### Work to complete
From start to end of the material below, restate each line exactly.

### Available data
//! Trait abstraction for user interaction to enable mocking in tests

/// Overall result of a validation pass, as reported to the user
#[derive(Debug, Clone, Copy, PartialEq, Eq)]
pub enum Outcome {
    Success,
    Failure,
}

/// Blocking yes/no gate in front of destructive form actions
#[cfg_attr(test, mockall::automock)]
pub trait Confirm {
    /// Ask the user `message`; returns once they have answered
    fn confirm(&mut self, message: &str) -> bool;
}

/// Receives the final pass/fail summary after an explicit validate action
#[cfg_attr(test, mockall::automock)]
pub trait Notifier {
    fn notify(&mut self, outcome: Outcome, message: &str);
}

### Answer section
//! Trait abstraction for user interaction to enable mocking in tests

/// Overall result of a validation pass, as reported to the user
#[derive(Debug, Clone, Copy, PartialEq, Eq)]
pub enum Outcome {
    Success,
    Failure,
}

/// Blocking yes/no gate in front of destructive form actions
#[cfg_attr(test, mockall::automock)]
pub trait Confirm {
    /// Ask the user `message`; returns once they have answered
    fn confirm(&mut self, message: &str) -> bool;
}

/// Receives the final pass/fail summary after an explicit validate action
#[cfg_attr(test, mockall::automock)]
pub trait Notifier {
    fn notify(&mut self, outcome: Outcome, message: &str);
}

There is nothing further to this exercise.